● Assignment: Transcribe every record beneath, precisely as written.

(Collected data entries)
────────────────────────────────────────
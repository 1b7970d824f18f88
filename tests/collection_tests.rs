#![allow(clippy::unwrap_used, clippy::expect_used)]

use http::Method;
use serde_json::json;
use specsmith::{
    ClassDef, CollectionKind, Parameter, Schema, SchemaRegistry, SpecOptions, TypeRef,
};

#[test]
fn array_property_wraps_items() {
    let mut registry = SchemaRegistry::new();
    let model = registry.define_class(ClassDef::new("Model"));
    registry
        .attach_schema(
            model,
            "tags",
            Schema::collection_of(TypeRef::String, CollectionKind::Array),
        )
        .unwrap();

    assert_eq!(
        registry.get_json_schema(model).unwrap(),
        json!({
            "type": "object",
            "properties": {
                "tags": { "items": { "type": "string" }, "type": "array" }
            }
        })
    );
}

#[test]
fn set_property_adds_unique_items() {
    let mut registry = SchemaRegistry::new();
    let model = registry.define_class(ClassDef::new("Model"));
    registry
        .attach_schema(
            model,
            "ids",
            Schema::collection_of(TypeRef::Number, CollectionKind::Set),
        )
        .unwrap();

    assert_eq!(
        registry.get_json_schema(model).unwrap()["properties"]["ids"],
        json!({ "items": { "type": "number" }, "type": "array", "uniqueItems": true })
    );
}

#[test]
fn map_property_uses_additional_properties() {
    let mut registry = SchemaRegistry::new();
    let product = registry.define_class(ClassDef::new("Product"));
    registry
        .attach_schema(product, "title", Schema::of(TypeRef::String))
        .unwrap();
    let model = registry.define_class(ClassDef::new("Model"));
    registry
        .attach_schema(
            model,
            "byName",
            Schema::collection_of(TypeRef::Model(product), CollectionKind::Map),
        )
        .unwrap();

    // Plain JSON Schema mode inlines the referenced model.
    assert_eq!(
        registry.get_json_schema(model).unwrap()["properties"]["byName"],
        json!({
            "additionalProperties": {
                "type": "object",
                "properties": { "title": { "type": "string" } }
            },
            "type": "object"
        })
    );
}

#[test]
fn contains_property_wraps_with_contains_keyword() {
    let mut registry = SchemaRegistry::new();
    let model = registry.define_class(ClassDef::new("Model"));
    registry
        .attach_schema(model, "mustHave", Schema::contains(TypeRef::Number))
        .unwrap();

    assert_eq!(
        registry.get_json_schema(model).unwrap()["properties"]["mustHave"],
        json!({ "contains": { "type": "number" }, "type": "array" })
    );
}

#[test]
fn collection_bounds_attach_to_the_wrapper_not_the_items() {
    let mut registry = SchemaRegistry::new();
    let model = registry.define_class(ClassDef::new("Model"));
    registry
        .attach_schema(
            model,
            "scores",
            Schema::collection_of(TypeRef::Number, CollectionKind::Array)
                .minimum(0.0)
                .min_items(1)
                .max_items(10),
        )
        .unwrap();

    assert_eq!(
        registry.get_json_schema(model).unwrap()["properties"]["scores"],
        json!({
            "items": { "minimum": 0.0, "type": "number" },
            "maxItems": 10,
            "minItems": 1,
            "type": "array"
        })
    );
}

#[test]
fn array_body_parameter_swagger2() {
    let mut registry = SchemaRegistry::new();
    let product = registry.define_class(ClassDef::new("Product"));
    registry
        .attach_schema(product, "title", Schema::of(TypeRef::String))
        .unwrap();

    let ctrl = registry.define_class(ClassDef::new("Controller"));
    registry
        .attach_operation(ctrl, "method", Method::POST, "/")
        .unwrap();
    registry
        .attach_parameter(
            ctrl,
            "method",
            Parameter::body().collection_of(TypeRef::Model(product), CollectionKind::Array),
        )
        .unwrap();

    let doc = registry.get_spec(ctrl, &SpecOptions::swagger2()).unwrap();

    assert_eq!(
        doc["paths"]["/"]["post"]["parameters"],
        json!([{
            "in": "body",
            "name": "body",
            "required": false,
            "schema": {
                "items": { "$ref": "#/definitions/Product" },
                "type": "array"
            }
        }])
    );
}

#[test]
fn map_body_parameter_swagger2() {
    let mut registry = SchemaRegistry::new();
    let product = registry.define_class(ClassDef::new("Product"));
    registry
        .attach_schema(product, "title", Schema::of(TypeRef::String))
        .unwrap();

    let ctrl = registry.define_class(ClassDef::new("Controller"));
    registry
        .attach_operation(ctrl, "method", Method::POST, "/")
        .unwrap();
    registry
        .attach_parameter(
            ctrl,
            "method",
            Parameter::body().collection_of(TypeRef::Model(product), CollectionKind::Map),
        )
        .unwrap();

    let doc = registry.get_spec(ctrl, &SpecOptions::swagger2()).unwrap();

    assert_eq!(
        doc["paths"]["/"]["post"]["parameters"][0]["schema"],
        json!({
            "additionalProperties": { "$ref": "#/definitions/Product" },
            "type": "object"
        })
    );
}

#[test]
fn array_query_parameter_flattens_in_swagger2() {
    let mut registry = SchemaRegistry::new();
    let ctrl = registry.define_class(ClassDef::new("Controller"));
    registry
        .attach_operation(ctrl, "method", Method::GET, "/")
        .unwrap();
    registry
        .attach_parameter(
            ctrl,
            "method",
            Parameter::new(specsmith::ParameterLocation::Query)
                .name("ids")
                .collection_of(TypeRef::String, CollectionKind::Array),
        )
        .unwrap();

    let doc = registry.get_spec(ctrl, &SpecOptions::swagger2()).unwrap();

    assert_eq!(
        doc["paths"]["/"]["get"]["parameters"],
        json!([{
            "in": "query",
            "name": "ids",
            "required": false,
            "items": { "type": "string" },
            "type": "array"
        }])
    );
}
────────────────────────────────────────
● Written response:
repository 1b7970d824f18f88
filename tests/collection_tests.rs
#![allow(clippy::unwrap_used, clippy::expect_used)]

use http::Method;
use serde_json::json;
use specsmith::{
    ClassDef, CollectionKind, Parameter, Schema, SchemaRegistry, SpecOptions, TypeRef,
};

#[test]
fn array_property_wraps_items() {
    let mut registry = SchemaRegistry::new();
    let model = registry.define_class(ClassDef::new("Model"));
    registry
        .attach_schema(
            model,
            "tags",
            Schema::collection_of(TypeRef::String, CollectionKind::Array),
        )
        .unwrap();

    assert_eq!(
        registry.get_json_schema(model).unwrap(),
        json!({
            "type": "object",
            "properties": {
                "tags": { "items": { "type": "string" }, "type": "array" }
            }
        })
    );
}

#[test]
fn set_property_adds_unique_items() {
    let mut registry = SchemaRegistry::new();
    let model = registry.define_class(ClassDef::new("Model"));
    registry
        .attach_schema(
            model,
            "ids",
            Schema::collection_of(TypeRef::Number, CollectionKind::Set),
        )
        .unwrap();

    assert_eq!(
        registry.get_json_schema(model).unwrap()["properties"]["ids"],
        json!({ "items": { "type": "number" }, "type": "array", "uniqueItems": true })
    );
}

#[test]
fn map_property_uses_additional_properties() {
    let mut registry = SchemaRegistry::new();
    let product = registry.define_class(ClassDef::new("Product"));
    registry
        .attach_schema(product, "title", Schema::of(TypeRef::String))
        .unwrap();
    let model = registry.define_class(ClassDef::new("Model"));
    registry
        .attach_schema(
            model,
            "byName",
            Schema::collection_of(TypeRef::Model(product), CollectionKind::Map),
        )
        .unwrap();

    // Plain JSON Schema mode inlines the referenced model.
    assert_eq!(
        registry.get_json_schema(model).unwrap()["properties"]["byName"],
        json!({
            "additionalProperties": {
                "type": "object",
                "properties": { "title": { "type": "string" } }
            },
            "type": "object"
        })
    );
}

#[test]
fn contains_property_wraps_with_contains_keyword() {
    let mut registry = SchemaRegistry::new();
    let model = registry.define_class(ClassDef::new("Model"));
    registry
        .attach_schema(model, "mustHave", Schema::contains(TypeRef::Number))
        .unwrap();

    assert_eq!(
        registry.get_json_schema(model).unwrap()["properties"]["mustHave"],
        json!({ "contains": { "type": "number" }, "type": "array" })
    );
}

#[test]
fn collection_bounds_attach_to_the_wrapper_not_the_items() {
    let mut registry = SchemaRegistry::new();
    let model = registry.define_class(ClassDef::new("Model"));
    registry
        .attach_schema(
            model,
            "scores",
            Schema::collection_of(TypeRef::Number, CollectionKind::Array)
                .minimum(0.0)
                .min_items(1)
                .max_items(10),
        )
        .unwrap();

    assert_eq!(
        registry.get_json_schema(model).unwrap()["properties"]["scores"],
        json!({
            "items": { "minimum": 0.0, "type": "number" },
            "maxItems": 10,
            "minItems": 1,
            "type": "array"
        })
    );
}

#[test]
fn array_body_parameter_swagger2() {
    let mut registry = SchemaRegistry::new();
    let product = registry.define_class(ClassDef::new("Product"));
    registry
        .attach_schema(product, "title", Schema::of(TypeRef::String))
        .unwrap();

    let ctrl = registry.define_class(ClassDef::new("Controller"));
    registry
        .attach_operation(ctrl, "method", Method::POST, "/")
        .unwrap();
    registry
        .attach_parameter(
            ctrl,
            "method",
            Parameter::body().collection_of(TypeRef::Model(product), CollectionKind::Array),
        )
        .unwrap();

    let doc = registry.get_spec(ctrl, &SpecOptions::swagger2()).unwrap();

    assert_eq!(
        doc["paths"]["/"]["post"]["parameters"],
        json!([{
            "in": "body",
            "name": "body",
            "required": false,
            "schema": {
                "items": { "$ref": "#/definitions/Product" },
                "type": "array"
            }
        }])
    );
}

#[test]
fn map_body_parameter_swagger2() {
    let mut registry = SchemaRegistry::new();
    let product = registry.define_class(ClassDef::new("Product"));
    registry
        .attach_schema(product, "title", Schema::of(TypeRef::String))
        .unwrap();

    let ctrl = registry.define_class(ClassDef::new("Controller"));
    registry
        .attach_operation(ctrl, "method", Method::POST, "/")
        .unwrap();
    registry
        .attach_parameter(
            ctrl,
            "method",
            Parameter::body().collection_of(TypeRef::Model(product), CollectionKind::Map),
        )
        .unwrap();

    let doc = registry.get_spec(ctrl, &SpecOptions::swagger2()).unwrap();

    assert_eq!(
        doc["paths"]["/"]["post"]["parameters"][0]["schema"],
        json!({
            "additionalProperties": { "$ref": "#/definitions/Product" },
            "type": "object"
        })
    );
}

#[test]
fn array_query_parameter_flattens_in_swagger2() {
    let mut registry = SchemaRegistry::new();
    let ctrl = registry.define_class(ClassDef::new("Controller"));
    registry
        .attach_operation(ctrl, "method", Method::GET, "/")
        .unwrap();
    registry
        .attach_parameter(
            ctrl,
            "method",
            Parameter::new(specsmith::ParameterLocation::Query)
                .name("ids")
                .collection_of(TypeRef::String, CollectionKind::Array),
        )
        .unwrap();

    let doc = registry.get_spec(ctrl, &SpecOptions::swagger2()).unwrap();

    assert_eq!(
        doc["paths"]["/"]["get"]["parameters"],
        json!([{
            "in": "query",
            "name": "ids",
            "required": false,
            "items": { "type": "string" },
            "type": "array"
        }])
    );
}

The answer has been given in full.